■ What to produce:
Show every line of the data that contains the string "Option".

* * * * * * *

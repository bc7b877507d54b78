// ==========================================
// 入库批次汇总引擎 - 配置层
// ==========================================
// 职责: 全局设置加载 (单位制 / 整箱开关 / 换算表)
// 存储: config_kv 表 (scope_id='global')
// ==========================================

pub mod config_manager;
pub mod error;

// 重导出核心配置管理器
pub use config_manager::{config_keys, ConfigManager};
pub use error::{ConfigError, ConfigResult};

* * * * * * *

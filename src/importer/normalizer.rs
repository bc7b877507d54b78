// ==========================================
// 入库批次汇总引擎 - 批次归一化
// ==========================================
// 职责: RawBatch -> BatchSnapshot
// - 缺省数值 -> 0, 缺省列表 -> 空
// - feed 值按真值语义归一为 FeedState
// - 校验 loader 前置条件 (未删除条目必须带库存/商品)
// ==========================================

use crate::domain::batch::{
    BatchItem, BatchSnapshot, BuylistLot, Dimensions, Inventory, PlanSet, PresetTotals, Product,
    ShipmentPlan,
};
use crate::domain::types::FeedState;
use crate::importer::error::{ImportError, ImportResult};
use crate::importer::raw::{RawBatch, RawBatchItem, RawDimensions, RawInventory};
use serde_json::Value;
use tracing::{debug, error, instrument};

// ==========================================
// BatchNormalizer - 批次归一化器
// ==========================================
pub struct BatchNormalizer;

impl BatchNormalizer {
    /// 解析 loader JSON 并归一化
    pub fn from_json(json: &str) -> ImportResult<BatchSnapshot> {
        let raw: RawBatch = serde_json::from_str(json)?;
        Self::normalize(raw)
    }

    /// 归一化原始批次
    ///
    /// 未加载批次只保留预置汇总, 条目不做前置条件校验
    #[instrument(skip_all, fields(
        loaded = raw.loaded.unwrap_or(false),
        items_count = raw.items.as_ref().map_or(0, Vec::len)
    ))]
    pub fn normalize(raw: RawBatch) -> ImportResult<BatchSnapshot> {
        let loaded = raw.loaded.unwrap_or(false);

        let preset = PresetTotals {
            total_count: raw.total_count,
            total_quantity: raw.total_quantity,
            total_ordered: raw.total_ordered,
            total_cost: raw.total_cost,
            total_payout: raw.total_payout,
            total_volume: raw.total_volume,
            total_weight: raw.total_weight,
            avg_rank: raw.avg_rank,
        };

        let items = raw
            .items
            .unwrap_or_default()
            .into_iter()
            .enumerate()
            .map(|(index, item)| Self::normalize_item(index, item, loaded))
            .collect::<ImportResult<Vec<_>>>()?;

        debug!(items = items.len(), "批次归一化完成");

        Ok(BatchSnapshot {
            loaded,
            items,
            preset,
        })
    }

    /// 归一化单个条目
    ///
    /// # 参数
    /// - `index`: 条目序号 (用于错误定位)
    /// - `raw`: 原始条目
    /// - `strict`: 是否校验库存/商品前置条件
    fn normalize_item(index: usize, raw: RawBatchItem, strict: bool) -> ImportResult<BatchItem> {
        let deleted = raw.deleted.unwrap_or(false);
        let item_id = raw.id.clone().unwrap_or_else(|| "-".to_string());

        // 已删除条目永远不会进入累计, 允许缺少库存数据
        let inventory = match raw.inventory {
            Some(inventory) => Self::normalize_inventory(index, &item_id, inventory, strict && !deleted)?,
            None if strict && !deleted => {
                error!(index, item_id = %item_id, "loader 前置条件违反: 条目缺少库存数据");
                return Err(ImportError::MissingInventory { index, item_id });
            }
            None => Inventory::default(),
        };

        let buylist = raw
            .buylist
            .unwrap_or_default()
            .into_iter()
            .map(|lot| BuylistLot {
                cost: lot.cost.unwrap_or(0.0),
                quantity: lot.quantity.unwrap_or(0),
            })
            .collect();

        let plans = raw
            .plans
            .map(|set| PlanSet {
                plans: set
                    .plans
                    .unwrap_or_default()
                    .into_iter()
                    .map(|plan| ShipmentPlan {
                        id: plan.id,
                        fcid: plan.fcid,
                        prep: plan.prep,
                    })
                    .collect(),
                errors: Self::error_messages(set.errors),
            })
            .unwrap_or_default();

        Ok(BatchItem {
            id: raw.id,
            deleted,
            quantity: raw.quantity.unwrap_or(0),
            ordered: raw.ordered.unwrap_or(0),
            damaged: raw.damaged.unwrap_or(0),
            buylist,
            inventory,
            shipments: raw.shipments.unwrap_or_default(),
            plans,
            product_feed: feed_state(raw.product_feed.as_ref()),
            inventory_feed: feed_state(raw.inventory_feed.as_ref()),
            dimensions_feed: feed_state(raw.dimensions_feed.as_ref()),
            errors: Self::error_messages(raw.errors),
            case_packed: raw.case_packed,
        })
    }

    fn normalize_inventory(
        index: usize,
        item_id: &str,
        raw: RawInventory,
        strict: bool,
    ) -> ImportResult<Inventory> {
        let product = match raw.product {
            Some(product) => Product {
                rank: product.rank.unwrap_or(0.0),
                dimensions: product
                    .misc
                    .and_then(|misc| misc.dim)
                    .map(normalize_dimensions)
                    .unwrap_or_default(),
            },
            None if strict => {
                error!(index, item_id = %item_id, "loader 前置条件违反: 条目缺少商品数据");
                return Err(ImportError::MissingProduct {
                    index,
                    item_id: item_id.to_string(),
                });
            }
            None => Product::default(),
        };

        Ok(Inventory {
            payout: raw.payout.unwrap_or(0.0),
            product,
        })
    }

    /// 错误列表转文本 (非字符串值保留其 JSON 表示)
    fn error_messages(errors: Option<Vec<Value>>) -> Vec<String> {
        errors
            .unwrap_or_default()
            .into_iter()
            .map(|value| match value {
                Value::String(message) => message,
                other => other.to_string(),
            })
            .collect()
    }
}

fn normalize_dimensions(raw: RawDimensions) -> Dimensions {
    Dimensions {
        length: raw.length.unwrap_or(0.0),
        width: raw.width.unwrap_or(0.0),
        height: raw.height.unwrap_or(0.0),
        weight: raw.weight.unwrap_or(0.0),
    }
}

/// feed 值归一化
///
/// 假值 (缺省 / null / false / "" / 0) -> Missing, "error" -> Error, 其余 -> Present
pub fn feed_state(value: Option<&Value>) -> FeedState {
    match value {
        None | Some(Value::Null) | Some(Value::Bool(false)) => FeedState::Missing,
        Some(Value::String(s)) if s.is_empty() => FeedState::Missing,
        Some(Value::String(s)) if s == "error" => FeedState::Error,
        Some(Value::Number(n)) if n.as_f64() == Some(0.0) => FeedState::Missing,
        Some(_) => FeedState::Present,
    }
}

* * * * * * *

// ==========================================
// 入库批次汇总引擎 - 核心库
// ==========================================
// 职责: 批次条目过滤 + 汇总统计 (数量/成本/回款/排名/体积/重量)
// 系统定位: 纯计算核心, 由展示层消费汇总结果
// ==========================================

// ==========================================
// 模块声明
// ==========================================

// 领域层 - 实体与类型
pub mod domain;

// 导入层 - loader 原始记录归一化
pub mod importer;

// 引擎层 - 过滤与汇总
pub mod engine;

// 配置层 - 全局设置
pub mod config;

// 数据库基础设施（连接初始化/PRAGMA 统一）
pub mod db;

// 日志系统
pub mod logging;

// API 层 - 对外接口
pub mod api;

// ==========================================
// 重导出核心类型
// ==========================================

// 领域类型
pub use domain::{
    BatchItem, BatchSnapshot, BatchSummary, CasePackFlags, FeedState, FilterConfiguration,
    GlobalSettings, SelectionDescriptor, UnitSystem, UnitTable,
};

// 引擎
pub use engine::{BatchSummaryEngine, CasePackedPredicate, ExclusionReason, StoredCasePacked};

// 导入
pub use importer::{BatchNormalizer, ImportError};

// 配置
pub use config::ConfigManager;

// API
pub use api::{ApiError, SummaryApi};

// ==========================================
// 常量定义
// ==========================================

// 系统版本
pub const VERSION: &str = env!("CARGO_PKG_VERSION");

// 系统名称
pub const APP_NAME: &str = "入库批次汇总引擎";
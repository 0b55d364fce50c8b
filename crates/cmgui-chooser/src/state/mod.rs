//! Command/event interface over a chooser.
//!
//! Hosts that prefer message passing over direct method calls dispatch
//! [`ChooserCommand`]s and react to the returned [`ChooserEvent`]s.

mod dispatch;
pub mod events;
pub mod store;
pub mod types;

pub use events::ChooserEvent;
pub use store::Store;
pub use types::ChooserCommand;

* * * * * * *

■ Response box:
    fn error_messages(errors: Option<Vec<Value>>) -> Vec<String> {
pub fn feed_state(value: Option<&Value>) -> FeedState {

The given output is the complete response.